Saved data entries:
• • • •

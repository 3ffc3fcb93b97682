use super::*;
use csz_common::interner::Atom;

#[test]
fn test_builder_assigns_distinct_spans() {
    let mut b = BodyBuilder::new(BodyId(0));
    let one = b.int(1);
    let two = b.int(2);
    let body = b.finish();
    assert_ne!(body.expr(one).span, body.expr(two).span);
    assert_eq!(body.expr_count(), 2);
}

#[test]
fn test_explicit_span_applies_to_next_node_only() {
    let mut b = BodyBuilder::new(BodyId(0));
    b.at(Span::new(100, 107));
    let first = b.int(1);
    let second = b.int(2);
    let body = b.finish();
    assert_eq!(body.expr(first).span, Span::new(100, 107));
    assert_ne!(body.expr(second).span, Span::new(100, 107));
}

#[test]
fn test_nested_statements_are_not_top_level() {
    let mut b = BodyBuilder::new(BodyId(3));
    let value = b.int(1);
    let inner = b.nested(StmtKind::Expr(value));
    let resource = b.local(Atom(1), TypeId::OBJECT);
    let lock = b.lock(resource, vec![inner]);
    let body = b.finish();
    assert_eq!(body.statements(), &[lock]);
    assert!(matches!(body.stmt(inner).kind, StmtKind::Expr(_)));
}

#[test]
fn test_collection_element_accessors() {
    let e = ExprId(4);
    assert_eq!(CollectionElement::Expr(e).expr(), e);
    assert_eq!(CollectionElement::Spread(e).expr(), e);
    assert!(CollectionElement::Spread(e).is_spread());
    assert!(!CollectionElement::Expr(e).is_spread());
}

#[test]
fn test_is_collection_literal() {
    let mut b = BodyBuilder::new(BodyId(0));
    let one = b.int(1);
    let literal = b.list(&[one]);
    let body = b.finish();
    assert!(body.is_collection_literal(literal));
    assert!(!body.is_collection_literal(one));
    assert!(body.get_expr(ExprId(99)).is_none());
}

#[test]
fn test_await_inside_lambda_does_not_suspend_body() {
    let mut b = BodyBuilder::new(BodyId(0));
    let task = b.local(Atom(1), TypeId::OBJECT);
    let awaited = b.await_expr(task);
    let lambda = b.lambda(awaited, None, false);
    let stmt = b.nested(StmtKind::Expr(lambda));
    let body = b.finish();
    assert!(!body.contains_suspension(&[stmt]));
}

#[test]
fn test_suspensions_in_source_order() {
    let mut b = BodyBuilder::new(BodyId(0));
    let task = b.local(Atom(1), TypeId::OBJECT);
    let awaited = b.await_expr(task);
    let first = b.nested(StmtKind::Expr(awaited));
    let value = b.int(1);
    let second = b.nested(StmtKind::YieldReturn(value));
    let body = b.finish();
    assert_eq!(
        body.suspensions(&[first, second]),
        vec![Suspension::Await(awaited), Suspension::Yield(second)]
    );
    assert_eq!(body.first_await(&[second, first]), Some(awaited));
    assert_eq!(body.first_await(&[second]), None);
    assert!(body.contains_suspension(&[second]));
}

#[test]
fn test_await_in_literal_element_suspends() {
    let mut b = BodyBuilder::new(BodyId(0));
    let task = b.local(Atom(1), TypeId::INT);
    let awaited = b.await_expr(task);
    let literal = b.literal(vec![CollectionElement::Spread(awaited)]);
    let stmt = b.nested(StmtKind::Expr(literal));
    let body = b.finish();
    assert_eq!(body.first_await(&[stmt]), Some(awaited));
}
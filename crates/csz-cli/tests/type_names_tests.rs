use super::*;
use csz_solver::db::TypeDecl;
use csz_solver::core_store;

#[test]
fn resolves_keywords_arrays_and_nullables() {
    let store = core_store();
    let names = TypeNames::new();
    let resolver = TypeResolver::new(&store, &names);

    assert_eq!(resolver.resolve("int"), Ok(TypeId::INT));
    assert_eq!(resolver.resolve(" string "), Ok(TypeId::STRING));
    assert_eq!(resolver.resolve("int[]"), Ok(store.array(TypeId::INT, 1)));
    assert_eq!(resolver.resolve("int[,]"), Ok(store.array(TypeId::INT, 2)));
    assert_eq!(
        resolver.resolve("int[][]"),
        Ok(store.array(store.array(TypeId::INT, 1), 1))
    );
    assert_eq!(resolver.resolve("int?"), Ok(store.nullable(TypeId::INT)));
    assert_eq!(resolver.resolve("string?"), Ok(store.nullable_ref(TypeId::STRING)));
}

#[test]
fn resolves_well_known_types() {
    let store = core_store();
    let names = TypeNames::new();
    let resolver = TypeResolver::new(&store, &names);
    let list = store.well_known_type(WellKnownType::ListT, &[TypeId::INT]);

    assert_eq!(resolver.resolve("List<int>").ok(), list);
    assert_eq!(resolver.resolve("System.Collections.Generic.List<int>").ok(), list);
    assert_eq!(
        resolver.resolve("IEnumerable").ok(),
        store.well_known_type(WellKnownType::IEnumerable, &[])
    );
    assert_eq!(
        resolver.resolve("Dictionary<int, IEnumerable<string>>"),
        Err(TypeNameError::Unknown {
            name: "Dictionary".to_string(),
            arity: 2
        })
    );
    assert_eq!(
        resolver.resolve("Lock.Scope").ok(),
        store.well_known_type(WellKnownType::LockScope, &[])
    );
    assert_eq!(
        resolver.resolve("ReadOnlySpan<byte>").ok(),
        store.well_known_type(WellKnownType::ReadOnlySpanT, &[TypeId::BYTE])
    );
}

#[test]
fn resolves_declared_types_and_params() {
    let store = core_store();
    let def = store.declare(TypeDecl::class("App", "Bag").type_params(&["T"]).assembly("Main"));
    let mut names = TypeNames::new();
    names.register("Bag", 1, def).expect("first registration");
    names.register("App.Bag", 1, def).expect("first registration");
    assert_eq!(
        names.register("Bag", 1, def),
        Err(TypeNameError::Duplicate("Bag".to_string()))
    );

    let (_, t) = store.method_type_param("T", 0);
    let resolver = TypeResolver::new(&store, &names).with_params([("T".to_string(), t)]);
    assert_eq!(resolver.resolve("Bag<int>"), Ok(store.named(def, &[TypeId::INT])));
    assert_eq!(resolver.resolve("App.Bag<T>"), Ok(store.named(def, &[t])));
    assert_eq!(resolver.resolve("T[]"), Ok(store.array(t, 1)));
}

#[test]
fn reports_malformed_names() {
    let store = core_store();
    let names = TypeNames::new();
    let resolver = TypeResolver::new(&store, &names);

    assert!(matches!(
        resolver.resolve("List<int"),
        Err(TypeNameError::Unexpected { .. })
    ));
    assert!(matches!(resolver.resolve("int]"), Err(TypeNameError::Unexpected { offset: 3, .. })));
    assert!(matches!(resolver.resolve(""), Err(TypeNameError::Unexpected { .. })));
    assert_eq!(
        resolver.resolve("List"),
        Err(TypeNameError::Unknown {
            name: "List".to_string(),
            arity: 0
        })
    );
}
//! Tracing setup for the probe.
//!
//! Output format is chosen with `CSZ_LOG_FORMAT`:
//!
//! - `text` (default): flat `tracing-subscriber` lines
//! - `tree`: indented span hierarchy via `tracing-tree`
//! - `json`: one JSON object per event
//!
//! ```bash
//! CSZ_LOG=debug CSZ_LOG_FORMAT=tree csz-probe fixtures/lock.json
//! CSZ_LOG="csz_solver::shape_locator=trace" csz-probe fixtures/literals.json
//! CSZ_LOG="csz::query_json=trace" CSZ_LOG_FORMAT=json csz-probe fixtures/literals.json
//! ```
//!
//! Nothing is installed unless `CSZ_LOG` or `RUST_LOG` is set.

use tracing_subscriber::prelude::*;
use tracing_subscriber::{EnvFilter, Registry, fmt};

#[derive(Debug, Clone, Copy, PartialEq, Eq)]
pub enum LogFormat {
    Text,
    Tree,
    Json,
}

impl LogFormat {
    pub fn parse(text: &str) -> Self {
        match text.to_ascii_lowercase().as_str() {
            "tree" => Self::Tree,
            "json" => Self::Json,
            _ => Self::Text,
        }
    }

    fn from_env() -> Self {
        Self::parse(&std::env::var("CSZ_LOG_FORMAT").unwrap_or_default())
    }
}

/// `CSZ_LOG` wins over `RUST_LOG`; both use the `RUST_LOG` directive syntax.
fn build_filter() -> EnvFilter {
    match std::env::var("CSZ_LOG") {
        Ok(directives) => EnvFilter::builder().parse_lossy(directives),
        Err(_) => EnvFilter::from_default_env(),
    }
}

/// Install the global subscriber. Everything goes to stderr so stdout only
/// carries the probe report.
pub fn init_tracing() {
    if std::env::var("CSZ_LOG").is_err() && std::env::var("RUST_LOG").is_err() {
        return;
    }

    let filter = build_filter();
    match LogFormat::from_env() {
        LogFormat::Tree => {
            let tree_layer = tracing_tree::HierarchicalLayer::default()
                .with_indent_amount(2)
                .with_indent_lines(true)
                .with_deferred_spans(true)
                .with_targets(true);
            Registry::default().with(filter).with(tree_layer).init();
        }
        LogFormat::Json => {
            let json_layer = fmt::layer().json().with_writer(std::io::stderr);
            Registry::default().with(filter).with(json_layer).init();
        }
        LogFormat::Text => {
            tracing_subscriber::fmt()
                .with_env_filter(filter)
                .with_writer(std::io::stderr)
                .init();
        }
    }
}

• • • •

[WORK INSTRUCTIONS]: Show every line of the entries above where the word "local" occurs.

[RESPONSE TO THIS EXERCISE]:
    let resource = b.local(Atom(1), TypeId::OBJECT);
    let task = b.local(Atom(1), TypeId::OBJECT);
    let task = b.local(Atom(1), TypeId::OBJECT);
    let task = b.local(Atom(1), TypeId::INT);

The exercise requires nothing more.